WHAT YOU NEED TO DO » Write out exactly the lines below that run from the one containing "pub source: Rc<dyn" through the one containing "impl<T> Clone for", both included, with no other lines.

Collected data:
════════

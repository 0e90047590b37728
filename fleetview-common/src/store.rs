//! List aggregation
//!
//! An [`Aggregator`] owns one page's list and metric state. It issues list
//! fetches, follows each successful list with a metrics fetch scoped to the
//! names just returned, and publishes a snapshot to subscribers after every
//! change. Responses belonging to a superseded request, or arriving after
//! [`Aggregator::dispose`], are dropped without touching state.
//!
//! Everything here runs on one cooperative event loop: state sits in
//! `RefCell`s and no borrow is held across an `.await`.

use crate::error::{ErrorKind, Result};
use crate::list::{ListQuery, ListState, Page};
use crate::metrics::{MetricQuery, MetricResponse, MetricSet};
use crate::node::NodeRecord;
use crate::pipeline::PipelineRecord;
use async_trait::async_trait;
use std::cell::{Cell, RefCell};
use std::collections::BTreeSet;
use std::rc::Rc;

/// Name a record is addressed by in metric queries and actions
pub trait Named {
    fn resource_name(&self) -> &str;
}

impl Named for NodeRecord {
    fn resource_name(&self) -> &str {
        &self.name
    }
}

impl Named for PipelineRecord {
    fn resource_name(&self) -> &str {
        &self.name
    }
}

/// Fetches one page of a collection
#[async_trait(?Send)]
pub trait ListSource<T> {
    async fn fetch_list(&self, query: &ListQuery) -> Result<Page<T>>;
}

/// Fetches monitoring data
#[async_trait(?Send)]
pub trait MetricsSource {
    async fn fetch_metrics(&self, query: &MetricQuery) -> Result<MetricResponse>;
}

/// Monotonic request tokens. Only the latest issued token is current, and
/// none is once the owner is disposed.
#[derive(Debug, Default)]
pub struct RequestSequencer {
    issued: Cell<u64>,
    disposed: Cell<bool>,
}

impl RequestSequencer {
    pub fn next(&self) -> u64 {
        let seq = self.issued.get() + 1;
        self.issued.set(seq);
        seq
    }

    /// Latest token issued so far
    pub fn latest(&self) -> u64 {
        self.issued.get()
    }

    pub fn is_current(&self, seq: u64) -> bool {
        !self.disposed.get() && seq == self.issued.get()
    }

    pub fn dispose(&self) {
        self.disposed.set(true);
    }

    pub fn is_disposed(&self) -> bool {
        self.disposed.get()
    }
}

pub type Listener<T> = Rc<dyn Fn(&T)>;

/// Explicit subscribe/publish registry
pub struct Subscribers<T> {
    next_id: Cell<u64>,
    listeners: RefCell<Vec<(u64, Listener<T>)>>,
}

impl<T> Default for Subscribers<T> {
    fn default() -> Self {
        Self {
            next_id: Cell::new(0),
            listeners: RefCell::new(Vec::new()),
        }
    }
}

impl<T> Subscribers<T> {
    /// Register `listener`; the returned id unsubscribes it
    pub fn subscribe(&self, listener: impl Fn(&T) + 'static) -> u64 {
        let id = self.next_id.get() + 1;
        self.next_id.set(id);
        self.listeners.borrow_mut().push((id, Rc::new(listener)));
        id
    }

    pub fn unsubscribe(&self, id: u64) {
        self.listeners.borrow_mut().retain(|(listener_id, _)| *listener_id != id);
    }

    pub fn clear(&self) {
        self.listeners.borrow_mut().clear();
    }

    /// Call every listener with `value`. The registry is not borrowed while
    /// listeners run, so a listener may subscribe or unsubscribe.
    pub fn publish(&self, value: &T) {
        let listeners: Vec<Listener<T>> = self.listeners.borrow().iter().map(|(_, l)| l.clone()).collect();
        for listener in listeners {
            listener(value);
        }
    }
}

/// Metrics that follow each list fetch
pub struct MetricsPlan {
    pub source: Rc<dyn MetricsSource>,
    pub metrics: Vec<String>,
    /// Series label carrying the resource name
    pub label: &'static str,
}

/// Snapshot published to subscribers
#[derive(Debug, Clone, PartialEq)]
pub struct PageState<T> {
    pub list: ListState<T>,
    pub metrics: MetricSet,
    pub metrics_loading: bool,
    pub metrics_error: Option<String>,
}

impl<T> Default for PageState<T> {
    fn default() -> Self {
        Self {
            list: ListState::default(),
            metrics: MetricSet::default(),
            metrics_loading: false,
            metrics_error: None,
        }
    }
}

struct Inner<T> {
    name: &'static str,
    source: Rc<dyn ListSource<T>>,
    metrics: Option<MetricsPlan>,
    state: RefCell<PageState<T>>,
    last_query: RefCell<ListQuery>,
    sequencer: RequestSequencer,
    subscribers: Subscribers<PageState<T>>,
}

/// List data aggregator for one page. Cloning shares the same state.
pub struct Aggregator<T> {
    inner: Rc<Inner<T>>,
}

impl<T> Clone for Aggregator<T> {
    fn clone(&self) -> Self {
        Self {
            inner: self.inner.clone(),
        }
    }
}

impl<T: Named + Clone + 'static> Aggregator<T> {
    /// `name` identifies the page in logs
    pub fn new(name: &'static str, source: Rc<dyn ListSource<T>>) -> Self {
        Self::build(name, source, None)
    }

    pub fn with_metrics(name: &'static str, source: Rc<dyn ListSource<T>>, plan: MetricsPlan) -> Self {
        Self::build(name, source, Some(plan))
    }

    fn build(name: &'static str, source: Rc<dyn ListSource<T>>, metrics: Option<MetricsPlan>) -> Self {
        Self {
            inner: Rc::new(Inner {
                name,
                source,
                metrics,
                state: RefCell::new(PageState::default()),
                last_query: RefCell::new(ListQuery::default()),
                sequencer: RequestSequencer::default(),
                subscribers: Subscribers::default(),
            }),
        }
    }

    pub fn state(&self) -> PageState<T> {
        self.inner.state.borrow().clone()
    }

    pub fn last_query(&self) -> ListQuery {
        self.inner.last_query.borrow().clone()
    }

    pub fn subscribe(&self, listener: impl Fn(&PageState<T>) + 'static) -> u64 {
        self.inner.subscribers.subscribe(listener)
    }

    pub fn unsubscribe(&self, id: u64) {
        self.inner.subscribers.unsubscribe(id);
    }

    pub fn is_disposed(&self) -> bool {
        self.inner.sequencer.is_disposed()
    }

    /// Stop all future mutation; pending responses are dropped on arrival
    pub fn dispose(&self) {
        tracing::debug!(page = self.inner.name, "Disposing aggregator");
        self.inner.sequencer.dispose();
        self.inner.subscribers.clear();
    }

    /// Fetch the list for `query`, then its metrics
    pub async fn load(&self, query: ListQuery) {
        if self.is_disposed() {
            return;
        }
        let seq = self.inner.sequencer.next();
        *self.inner.last_query.borrow_mut() = query.clone();
        self.update(|state| state.list.loading = true);

        let result = self.inner.source.fetch_list(&query).await;
        if !self.inner.sequencer.is_current(seq) {
            tracing::debug!(page = self.inner.name, seq, "Dropping superseded list response");
            return;
        }

        let names = match result {
            Ok(page) => {
                let names: BTreeSet<String> = page
                    .items
                    .iter()
                    .take(query.limit as usize)
                    .map(|item| item.resource_name().to_string())
                    .collect();
                self.update(|state| {
                    state.list.apply(&query, page);
                    state.list.loading = false;
                    state.metrics.retain(&names);
                });
                names
            }
            Err(err) => {
                tracing::warn!(page = self.inner.name, error = %err, "List fetch failed");
                self.update(|state| {
                    state.list.fail(&query, err.message());
                    state.list.loading = false;
                    state.metrics = MetricSet::default();
                    state.metrics_loading = false;
                });
                return;
            }
        };

        self.load_metrics(seq, names).await;
    }

    /// Re-run the most recent query
    pub async fn refresh(&self) {
        let query = self.last_query();
        self.load(query).await;
    }

    async fn load_metrics(&self, seq: u64, names: BTreeSet<String>) {
        let Some(plan) = &self.inner.metrics else {
            return;
        };
        if names.is_empty() {
            self.update(|state| {
                state.metrics = MetricSet::default();
                state.metrics_loading = false;
                state.metrics_error = None;
            });
            return;
        }

        self.update(|state| state.metrics_loading = true);
        let query = MetricQuery::latest(names.iter().cloned().collect(), plan.metrics.clone());
        let result = plan.source.fetch_metrics(&query).await;
        if !self.inner.sequencer.is_current(seq) {
            tracing::debug!(page = self.inner.name, seq, "Dropping superseded metrics response");
            return;
        }

        match result {
            Ok(response) => {
                let fold = MetricSet::fold(&response, plan.label, &names);
                if !fold.discarded.is_empty() {
                    tracing::debug!(page = self.inner.name, discarded = ?fold.discarded, "Ignoring metrics outside the list");
                }
                if !fold.issues.is_empty() {
                    tracing::debug!(page = self.inner.name, issues = ?fold.issues, "Skipped malformed samples");
                }
                self.update(|state| {
                    state.metrics = fold.set;
                    state.metrics_loading = false;
                    state.metrics_error = None;
                });
            }
            Err(err) => {
                tracing::warn!(page = self.inner.name, error = %err, "Metrics fetch failed");
                // Malformed payloads degrade silently; transport failures get a flag
                let flag = (err.kind() != ErrorKind::Validation).then(|| err.message());
                self.update(|state| {
                    state.metrics = MetricSet::default();
                    state.metrics_loading = false;
                    state.metrics_error = flag;
                });
            }
        }
    }

    fn update(&self, change: impl FnOnce(&mut PageState<T>)) {
        let snapshot = {
            let mut state = self.inner.state.borrow_mut();
            change(&mut state);
            state.clone()
        };
        self.inner.subscribers.publish(&snapshot);
    }
}

#[cfg(test)]
mod tests {
    use super::*;

    #[test]
    fn test_sequencer_latest_only() {
        let seq = RequestSequencer::default();
        let first = seq.next();
        let second = seq.next();

        assert!(!seq.is_current(first));
        assert!(seq.is_current(second));

        seq.dispose();
        assert!(!seq.is_current(second));
    }

    #[test]
    fn test_subscribers_publish_and_unsubscribe() {
        let subs: Subscribers<u32> = Subscribers::default();
        let seen = Rc::new(RefCell::new(Vec::new()));

        let sink = seen.clone();
        let id = subs.subscribe(move |v| sink.borrow_mut().push(*v));
        subs.publish(&1);
        subs.unsubscribe(id);
        subs.publish(&2);

        assert_eq!(*seen.borrow(), vec![1]);
    }

    #[test]
    fn test_listener_may_unsubscribe_itself() {
        let subs: Rc<Subscribers<u32>> = Rc::new(Subscribers::default());
        let handle = subs.clone();
        let id = Rc::new(Cell::new(0));
        let own = id.clone();
        id.set(subs.subscribe(move |_| handle.unsubscribe(own.get())));

        subs.publish(&1);
        subs.publish(&2);
        assert!(subs.listeners.borrow().is_empty());
    }
}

════════

SOLUTION FOR THIS PROBLEM »
    pub source: Rc<dyn MetricsSource>,
    pub metrics: Vec<String>,
    /// Series label carrying the resource name
    pub label: &'static str,
}

/// Snapshot published to subscribers
#[derive(Debug, Clone, PartialEq)]
pub struct PageState<T> {
    pub list: ListState<T>,
    pub metrics: MetricSet,
    pub metrics_loading: bool,
    pub metrics_error: Option<String>,
}

impl<T> Default for PageState<T> {
    fn default() -> Self {
        Self {
            list: ListState::default(),
            metrics: MetricSet::default(),
            metrics_loading: false,
            metrics_error: None,
        }
    }
}

struct Inner<T> {
    name: &'static str,
    source: Rc<dyn ListSource<T>>,
    metrics: Option<MetricsPlan>,
    state: RefCell<PageState<T>>,
    last_query: RefCell<ListQuery>,
    sequencer: RequestSequencer,
    subscribers: Subscribers<PageState<T>>,
}

/// List data aggregator for one page. Cloning shares the same state.
pub struct Aggregator<T> {
    inner: Rc<Inner<T>>,
}

impl<T> Clone for Aggregator<T> {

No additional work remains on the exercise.